[Collected data]
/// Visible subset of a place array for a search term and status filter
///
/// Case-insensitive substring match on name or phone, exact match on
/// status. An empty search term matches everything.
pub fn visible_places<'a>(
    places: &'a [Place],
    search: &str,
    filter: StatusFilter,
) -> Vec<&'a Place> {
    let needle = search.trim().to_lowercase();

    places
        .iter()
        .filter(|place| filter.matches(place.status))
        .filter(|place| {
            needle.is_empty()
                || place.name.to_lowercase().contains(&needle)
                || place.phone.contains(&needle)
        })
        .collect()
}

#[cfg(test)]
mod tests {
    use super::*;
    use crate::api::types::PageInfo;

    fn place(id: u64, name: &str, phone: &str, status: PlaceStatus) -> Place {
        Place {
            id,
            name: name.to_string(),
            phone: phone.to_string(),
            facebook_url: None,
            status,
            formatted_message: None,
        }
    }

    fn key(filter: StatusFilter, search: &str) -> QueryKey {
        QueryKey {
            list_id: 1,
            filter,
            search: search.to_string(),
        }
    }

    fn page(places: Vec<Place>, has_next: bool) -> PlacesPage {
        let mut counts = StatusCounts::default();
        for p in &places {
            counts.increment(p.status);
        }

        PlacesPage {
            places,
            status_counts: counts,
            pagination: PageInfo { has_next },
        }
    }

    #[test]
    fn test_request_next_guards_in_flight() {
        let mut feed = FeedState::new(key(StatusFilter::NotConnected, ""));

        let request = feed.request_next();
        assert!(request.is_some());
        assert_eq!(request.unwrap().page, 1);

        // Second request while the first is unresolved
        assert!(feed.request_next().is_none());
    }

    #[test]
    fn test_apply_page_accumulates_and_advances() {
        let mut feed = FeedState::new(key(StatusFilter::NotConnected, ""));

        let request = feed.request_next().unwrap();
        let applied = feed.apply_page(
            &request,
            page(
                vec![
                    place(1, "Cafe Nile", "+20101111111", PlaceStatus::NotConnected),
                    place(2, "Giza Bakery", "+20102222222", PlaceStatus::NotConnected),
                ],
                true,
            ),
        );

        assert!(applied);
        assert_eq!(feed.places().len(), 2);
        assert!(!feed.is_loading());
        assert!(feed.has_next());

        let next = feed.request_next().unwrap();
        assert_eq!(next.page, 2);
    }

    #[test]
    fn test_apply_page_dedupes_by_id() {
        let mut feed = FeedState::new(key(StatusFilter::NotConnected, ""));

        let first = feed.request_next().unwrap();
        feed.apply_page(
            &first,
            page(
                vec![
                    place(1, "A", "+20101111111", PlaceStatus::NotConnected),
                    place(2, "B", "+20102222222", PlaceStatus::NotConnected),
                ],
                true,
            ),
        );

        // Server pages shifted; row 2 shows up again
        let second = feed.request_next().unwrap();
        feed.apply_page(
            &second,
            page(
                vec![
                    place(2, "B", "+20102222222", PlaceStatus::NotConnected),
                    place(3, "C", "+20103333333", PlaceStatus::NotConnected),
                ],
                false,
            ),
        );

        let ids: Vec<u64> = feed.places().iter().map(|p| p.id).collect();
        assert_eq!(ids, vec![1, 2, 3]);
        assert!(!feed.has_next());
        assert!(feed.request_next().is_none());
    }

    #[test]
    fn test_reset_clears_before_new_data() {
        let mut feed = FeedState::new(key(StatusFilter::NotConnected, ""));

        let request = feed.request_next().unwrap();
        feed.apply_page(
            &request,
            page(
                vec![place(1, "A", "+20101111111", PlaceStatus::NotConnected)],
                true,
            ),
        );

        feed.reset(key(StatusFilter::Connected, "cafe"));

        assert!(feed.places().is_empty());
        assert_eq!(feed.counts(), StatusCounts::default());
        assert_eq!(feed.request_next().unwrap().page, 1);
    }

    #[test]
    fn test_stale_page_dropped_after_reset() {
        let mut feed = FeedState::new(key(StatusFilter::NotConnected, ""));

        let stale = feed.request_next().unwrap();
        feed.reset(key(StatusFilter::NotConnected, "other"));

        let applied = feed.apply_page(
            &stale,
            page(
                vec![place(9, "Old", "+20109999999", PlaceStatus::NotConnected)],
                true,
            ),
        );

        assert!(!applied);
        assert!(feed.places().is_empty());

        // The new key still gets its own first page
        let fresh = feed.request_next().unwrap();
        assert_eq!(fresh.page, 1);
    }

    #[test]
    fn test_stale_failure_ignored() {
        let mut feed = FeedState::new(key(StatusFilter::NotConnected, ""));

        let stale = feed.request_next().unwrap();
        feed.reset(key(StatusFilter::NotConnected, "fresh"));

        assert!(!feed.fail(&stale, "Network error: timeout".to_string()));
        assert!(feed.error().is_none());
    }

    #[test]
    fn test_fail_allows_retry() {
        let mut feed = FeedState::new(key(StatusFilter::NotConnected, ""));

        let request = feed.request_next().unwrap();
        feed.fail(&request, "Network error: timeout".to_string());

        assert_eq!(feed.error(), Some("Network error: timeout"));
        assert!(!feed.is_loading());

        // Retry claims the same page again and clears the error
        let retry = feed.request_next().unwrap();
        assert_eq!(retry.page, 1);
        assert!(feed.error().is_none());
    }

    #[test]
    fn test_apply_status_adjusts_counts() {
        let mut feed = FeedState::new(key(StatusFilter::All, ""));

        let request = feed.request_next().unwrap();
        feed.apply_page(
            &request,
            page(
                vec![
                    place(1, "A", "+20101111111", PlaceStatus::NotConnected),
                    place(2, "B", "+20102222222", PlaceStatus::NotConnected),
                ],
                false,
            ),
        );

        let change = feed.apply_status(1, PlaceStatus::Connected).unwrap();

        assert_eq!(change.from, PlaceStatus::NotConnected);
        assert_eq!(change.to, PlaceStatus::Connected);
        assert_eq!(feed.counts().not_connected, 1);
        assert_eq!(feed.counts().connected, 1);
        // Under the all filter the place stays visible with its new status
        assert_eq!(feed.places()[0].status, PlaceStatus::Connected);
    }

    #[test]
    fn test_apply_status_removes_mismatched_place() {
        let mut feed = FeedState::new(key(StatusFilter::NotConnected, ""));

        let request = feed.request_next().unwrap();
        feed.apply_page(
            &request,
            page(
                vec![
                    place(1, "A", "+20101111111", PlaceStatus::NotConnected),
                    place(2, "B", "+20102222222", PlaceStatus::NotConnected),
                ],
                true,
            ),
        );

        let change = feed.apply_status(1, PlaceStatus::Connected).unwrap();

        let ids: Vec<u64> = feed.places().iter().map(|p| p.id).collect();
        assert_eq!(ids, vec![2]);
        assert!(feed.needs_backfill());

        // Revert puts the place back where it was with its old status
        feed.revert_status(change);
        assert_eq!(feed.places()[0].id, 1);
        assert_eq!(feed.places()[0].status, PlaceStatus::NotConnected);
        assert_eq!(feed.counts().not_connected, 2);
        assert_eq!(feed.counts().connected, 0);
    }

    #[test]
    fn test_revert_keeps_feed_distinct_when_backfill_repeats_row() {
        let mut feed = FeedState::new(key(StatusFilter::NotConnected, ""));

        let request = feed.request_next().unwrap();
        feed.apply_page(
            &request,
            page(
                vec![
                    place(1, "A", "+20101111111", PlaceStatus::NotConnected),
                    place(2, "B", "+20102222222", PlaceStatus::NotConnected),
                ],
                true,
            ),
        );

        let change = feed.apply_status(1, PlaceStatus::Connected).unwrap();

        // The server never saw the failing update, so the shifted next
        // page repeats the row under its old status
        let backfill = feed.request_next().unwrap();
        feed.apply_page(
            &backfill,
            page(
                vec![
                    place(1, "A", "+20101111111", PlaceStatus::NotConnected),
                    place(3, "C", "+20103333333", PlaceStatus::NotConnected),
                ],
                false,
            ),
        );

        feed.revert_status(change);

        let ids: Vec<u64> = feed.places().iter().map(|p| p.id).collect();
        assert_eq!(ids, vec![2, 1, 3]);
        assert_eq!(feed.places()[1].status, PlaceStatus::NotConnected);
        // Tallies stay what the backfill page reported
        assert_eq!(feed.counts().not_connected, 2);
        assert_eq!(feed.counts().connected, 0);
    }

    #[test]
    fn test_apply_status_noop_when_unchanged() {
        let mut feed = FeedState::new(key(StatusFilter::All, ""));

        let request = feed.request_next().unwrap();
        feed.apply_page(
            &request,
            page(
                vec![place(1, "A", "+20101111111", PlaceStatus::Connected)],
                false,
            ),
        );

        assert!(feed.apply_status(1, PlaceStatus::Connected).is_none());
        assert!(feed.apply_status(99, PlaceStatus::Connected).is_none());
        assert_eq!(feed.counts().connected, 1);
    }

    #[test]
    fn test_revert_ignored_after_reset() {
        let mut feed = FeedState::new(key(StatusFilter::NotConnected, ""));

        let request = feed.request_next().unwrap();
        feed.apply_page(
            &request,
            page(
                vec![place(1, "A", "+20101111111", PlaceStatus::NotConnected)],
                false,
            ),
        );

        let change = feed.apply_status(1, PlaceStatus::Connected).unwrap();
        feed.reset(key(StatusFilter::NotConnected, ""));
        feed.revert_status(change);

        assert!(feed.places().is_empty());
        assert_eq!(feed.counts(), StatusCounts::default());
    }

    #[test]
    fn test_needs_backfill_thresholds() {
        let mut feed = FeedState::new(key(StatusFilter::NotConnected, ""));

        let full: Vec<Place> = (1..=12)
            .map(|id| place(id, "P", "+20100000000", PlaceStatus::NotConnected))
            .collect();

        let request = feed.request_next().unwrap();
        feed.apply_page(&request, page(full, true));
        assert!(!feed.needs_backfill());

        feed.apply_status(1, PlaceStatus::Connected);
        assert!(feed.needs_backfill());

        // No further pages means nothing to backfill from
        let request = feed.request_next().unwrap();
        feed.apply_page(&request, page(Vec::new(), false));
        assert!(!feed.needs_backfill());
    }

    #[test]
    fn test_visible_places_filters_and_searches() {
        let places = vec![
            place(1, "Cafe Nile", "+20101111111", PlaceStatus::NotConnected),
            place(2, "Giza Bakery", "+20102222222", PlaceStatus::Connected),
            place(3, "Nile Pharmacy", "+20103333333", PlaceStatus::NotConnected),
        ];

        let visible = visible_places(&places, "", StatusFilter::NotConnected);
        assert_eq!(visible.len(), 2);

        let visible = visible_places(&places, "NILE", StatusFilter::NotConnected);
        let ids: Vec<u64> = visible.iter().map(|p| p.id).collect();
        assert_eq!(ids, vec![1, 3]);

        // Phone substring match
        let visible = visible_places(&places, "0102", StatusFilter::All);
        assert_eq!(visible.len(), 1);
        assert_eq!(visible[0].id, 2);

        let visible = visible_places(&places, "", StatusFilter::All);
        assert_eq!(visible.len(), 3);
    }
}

==

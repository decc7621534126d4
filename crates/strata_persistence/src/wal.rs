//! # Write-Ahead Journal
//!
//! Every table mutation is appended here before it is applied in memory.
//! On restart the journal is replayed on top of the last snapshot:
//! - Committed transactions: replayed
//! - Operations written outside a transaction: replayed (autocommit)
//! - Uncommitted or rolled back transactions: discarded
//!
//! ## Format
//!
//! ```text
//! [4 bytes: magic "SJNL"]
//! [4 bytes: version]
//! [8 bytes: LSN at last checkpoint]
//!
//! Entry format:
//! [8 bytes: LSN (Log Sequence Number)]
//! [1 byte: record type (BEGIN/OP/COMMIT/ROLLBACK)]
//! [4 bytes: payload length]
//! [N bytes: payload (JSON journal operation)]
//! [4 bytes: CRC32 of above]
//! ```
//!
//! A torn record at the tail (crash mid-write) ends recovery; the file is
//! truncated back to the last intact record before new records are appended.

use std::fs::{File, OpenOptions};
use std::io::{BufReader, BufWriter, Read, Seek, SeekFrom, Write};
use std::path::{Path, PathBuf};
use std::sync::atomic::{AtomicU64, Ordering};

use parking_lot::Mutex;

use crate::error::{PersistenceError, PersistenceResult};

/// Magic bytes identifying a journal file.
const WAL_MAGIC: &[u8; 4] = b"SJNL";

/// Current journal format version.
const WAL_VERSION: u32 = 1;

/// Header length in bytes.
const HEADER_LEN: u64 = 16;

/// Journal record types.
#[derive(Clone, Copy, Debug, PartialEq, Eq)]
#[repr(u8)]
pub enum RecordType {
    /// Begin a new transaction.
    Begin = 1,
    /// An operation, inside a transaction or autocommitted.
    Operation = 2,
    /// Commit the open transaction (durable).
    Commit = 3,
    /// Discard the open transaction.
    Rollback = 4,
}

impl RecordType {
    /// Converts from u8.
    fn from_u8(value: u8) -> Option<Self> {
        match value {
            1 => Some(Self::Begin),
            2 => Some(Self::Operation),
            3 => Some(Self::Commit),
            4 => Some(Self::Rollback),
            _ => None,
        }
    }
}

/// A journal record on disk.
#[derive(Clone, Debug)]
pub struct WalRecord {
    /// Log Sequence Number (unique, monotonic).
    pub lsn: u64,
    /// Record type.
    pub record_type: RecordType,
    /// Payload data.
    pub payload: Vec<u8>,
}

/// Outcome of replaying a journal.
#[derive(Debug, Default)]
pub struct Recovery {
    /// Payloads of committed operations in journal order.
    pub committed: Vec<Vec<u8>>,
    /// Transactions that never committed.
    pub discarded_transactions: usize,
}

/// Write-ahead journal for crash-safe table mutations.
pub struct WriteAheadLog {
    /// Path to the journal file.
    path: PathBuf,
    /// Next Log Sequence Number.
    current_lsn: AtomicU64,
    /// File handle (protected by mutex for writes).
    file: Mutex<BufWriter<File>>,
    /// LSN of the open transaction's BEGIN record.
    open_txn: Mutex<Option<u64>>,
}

--

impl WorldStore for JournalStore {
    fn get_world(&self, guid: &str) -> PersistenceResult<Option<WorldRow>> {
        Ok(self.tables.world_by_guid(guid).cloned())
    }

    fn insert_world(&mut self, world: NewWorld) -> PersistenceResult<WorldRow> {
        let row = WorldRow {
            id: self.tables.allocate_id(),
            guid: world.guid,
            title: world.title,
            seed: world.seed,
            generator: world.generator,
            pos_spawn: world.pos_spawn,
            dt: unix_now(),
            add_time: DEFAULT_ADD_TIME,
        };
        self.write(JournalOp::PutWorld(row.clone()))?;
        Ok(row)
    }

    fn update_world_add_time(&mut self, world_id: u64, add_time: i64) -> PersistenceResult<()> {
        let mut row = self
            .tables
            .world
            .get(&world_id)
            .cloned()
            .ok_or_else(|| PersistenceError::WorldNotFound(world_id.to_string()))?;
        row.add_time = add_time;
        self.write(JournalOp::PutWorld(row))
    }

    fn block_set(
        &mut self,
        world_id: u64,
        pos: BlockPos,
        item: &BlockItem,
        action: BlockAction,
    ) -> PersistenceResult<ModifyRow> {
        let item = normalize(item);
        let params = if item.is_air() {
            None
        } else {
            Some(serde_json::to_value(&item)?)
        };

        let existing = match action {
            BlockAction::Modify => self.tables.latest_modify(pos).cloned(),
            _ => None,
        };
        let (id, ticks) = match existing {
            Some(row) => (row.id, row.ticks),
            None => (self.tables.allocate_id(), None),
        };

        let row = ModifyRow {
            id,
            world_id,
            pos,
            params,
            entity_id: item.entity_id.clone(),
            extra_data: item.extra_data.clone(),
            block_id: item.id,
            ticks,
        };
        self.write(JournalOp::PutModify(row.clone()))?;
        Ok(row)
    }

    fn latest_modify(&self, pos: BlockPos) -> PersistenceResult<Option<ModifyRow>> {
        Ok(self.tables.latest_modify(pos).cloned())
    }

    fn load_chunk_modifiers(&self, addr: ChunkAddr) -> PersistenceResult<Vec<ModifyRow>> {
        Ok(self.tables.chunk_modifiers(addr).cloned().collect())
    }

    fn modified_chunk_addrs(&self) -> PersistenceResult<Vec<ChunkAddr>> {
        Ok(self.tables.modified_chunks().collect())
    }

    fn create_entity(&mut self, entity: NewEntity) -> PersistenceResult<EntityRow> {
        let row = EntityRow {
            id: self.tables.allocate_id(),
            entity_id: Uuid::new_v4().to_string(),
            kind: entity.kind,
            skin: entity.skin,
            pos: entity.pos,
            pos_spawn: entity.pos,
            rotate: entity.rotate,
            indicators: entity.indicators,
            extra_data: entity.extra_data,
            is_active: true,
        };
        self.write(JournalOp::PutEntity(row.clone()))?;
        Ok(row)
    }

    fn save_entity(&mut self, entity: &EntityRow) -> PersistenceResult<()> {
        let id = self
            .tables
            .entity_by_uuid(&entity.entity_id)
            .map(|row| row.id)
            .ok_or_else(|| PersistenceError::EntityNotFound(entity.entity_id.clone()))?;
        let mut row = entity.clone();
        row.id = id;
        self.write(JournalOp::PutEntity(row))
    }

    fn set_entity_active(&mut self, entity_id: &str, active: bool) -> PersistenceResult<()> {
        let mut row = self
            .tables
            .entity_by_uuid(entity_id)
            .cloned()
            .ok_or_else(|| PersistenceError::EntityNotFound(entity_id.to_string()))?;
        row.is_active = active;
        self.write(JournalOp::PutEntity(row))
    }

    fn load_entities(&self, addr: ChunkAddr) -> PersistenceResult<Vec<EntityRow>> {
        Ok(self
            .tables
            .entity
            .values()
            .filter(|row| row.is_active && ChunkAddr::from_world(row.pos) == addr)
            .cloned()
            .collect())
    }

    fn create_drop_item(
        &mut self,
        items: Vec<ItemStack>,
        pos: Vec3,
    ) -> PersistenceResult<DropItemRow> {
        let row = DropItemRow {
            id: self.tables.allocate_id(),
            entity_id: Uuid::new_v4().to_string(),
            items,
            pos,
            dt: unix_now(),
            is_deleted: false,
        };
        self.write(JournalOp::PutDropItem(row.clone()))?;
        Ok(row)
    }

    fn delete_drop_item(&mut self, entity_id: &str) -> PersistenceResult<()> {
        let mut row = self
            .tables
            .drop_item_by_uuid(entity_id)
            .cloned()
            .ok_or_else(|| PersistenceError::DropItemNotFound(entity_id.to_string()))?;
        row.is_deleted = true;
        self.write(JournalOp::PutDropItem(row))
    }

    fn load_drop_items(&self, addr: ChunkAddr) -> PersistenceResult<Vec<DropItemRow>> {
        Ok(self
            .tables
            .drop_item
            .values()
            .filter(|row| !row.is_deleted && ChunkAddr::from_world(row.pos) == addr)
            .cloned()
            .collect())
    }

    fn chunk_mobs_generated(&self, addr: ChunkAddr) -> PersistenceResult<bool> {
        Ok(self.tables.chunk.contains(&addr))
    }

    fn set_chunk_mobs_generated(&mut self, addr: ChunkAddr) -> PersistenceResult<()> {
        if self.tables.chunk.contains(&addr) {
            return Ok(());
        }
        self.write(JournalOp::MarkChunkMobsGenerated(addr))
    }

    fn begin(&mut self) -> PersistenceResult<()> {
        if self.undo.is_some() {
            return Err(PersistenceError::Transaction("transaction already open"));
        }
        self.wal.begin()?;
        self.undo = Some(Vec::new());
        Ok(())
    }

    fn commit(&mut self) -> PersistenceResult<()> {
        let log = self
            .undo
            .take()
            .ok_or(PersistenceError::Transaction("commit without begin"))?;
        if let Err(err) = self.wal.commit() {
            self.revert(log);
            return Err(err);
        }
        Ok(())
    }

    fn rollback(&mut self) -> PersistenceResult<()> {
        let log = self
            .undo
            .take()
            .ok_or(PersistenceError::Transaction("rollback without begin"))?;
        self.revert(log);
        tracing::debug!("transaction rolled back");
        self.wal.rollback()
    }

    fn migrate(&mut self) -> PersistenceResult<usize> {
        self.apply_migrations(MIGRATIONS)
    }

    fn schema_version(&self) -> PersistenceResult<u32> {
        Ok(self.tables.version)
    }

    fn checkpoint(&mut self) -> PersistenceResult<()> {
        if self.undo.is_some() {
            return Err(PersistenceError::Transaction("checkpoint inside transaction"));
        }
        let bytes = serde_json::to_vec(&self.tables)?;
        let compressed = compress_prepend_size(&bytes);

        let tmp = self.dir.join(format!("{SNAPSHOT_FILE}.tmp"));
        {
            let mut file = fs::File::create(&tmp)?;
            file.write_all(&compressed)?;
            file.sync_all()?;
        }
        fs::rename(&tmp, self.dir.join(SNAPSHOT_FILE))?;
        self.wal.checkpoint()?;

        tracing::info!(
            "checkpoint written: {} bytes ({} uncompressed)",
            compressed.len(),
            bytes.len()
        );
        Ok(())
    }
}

→ **What is required**: Across the records above, show each line containing the word "never".

→ **Solution to this task**:
        // The server never saw the failing update, so the shifted next
    /// Transactions that never committed.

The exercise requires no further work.